Pasados unos segundos de cavilación, Ágata no tuvo más remedio que reanudar la marcha porque la rubia cabeza de Vlad acababa de desaparecer por el hueco de una gran escalera tapizada también en moqueta oscura. Pronto descubrió que los peldaños conducían al interior del
Sparkling Cyanide
y a una especie de distribuidor en el que se alineaban varias puertas que estaban abiertas, por lo que no le fue difícil espiar el interior. Las dos de la derecha correspondían a camarotes amplios y espléndidos con cama doble, de modo que dedujo que estarían destinados a alojar parejas.
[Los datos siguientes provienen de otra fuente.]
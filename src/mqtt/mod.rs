//! Broker side of the bridge: MQTT connection, topic layout, switch state
//! cache and the publisher that ties them together.

pub mod client;
pub mod publisher;
pub mod state;
pub mod topics;

pub use client::{BrokerEvent, MqttClient, MqttMessage};
pub use publisher::{BrokerLink, DiscoveryConfig, SwitchPublisher};
pub use state::{SwitchState, SwitchStateCache};
pub use topics::TopicScheme;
Los dos restantes, en cambio, a pesar de ser tan amplios y bellos como los anteriores, tenían camas algo más pequeñas, de esas que los americanos llaman
queen size,
«… y que ya quisiera cualquier simple mortal como cama de matrimonio», se dijo Ágata, que imaginaba que uno de esos camarotes sería el suyo.

Sin embargo, Vlad pasó de largo dejando atrás todas aquellas puertas y continuó su camino (hacia proa y siempre por estribor, se dijo Ágata ya muy ambientada). «Seguro que ahí adelante hay otros tantos camarotes igual de fastuosos —pensó— desde luego este barco es aún más grande de lo que parece desde fuera.»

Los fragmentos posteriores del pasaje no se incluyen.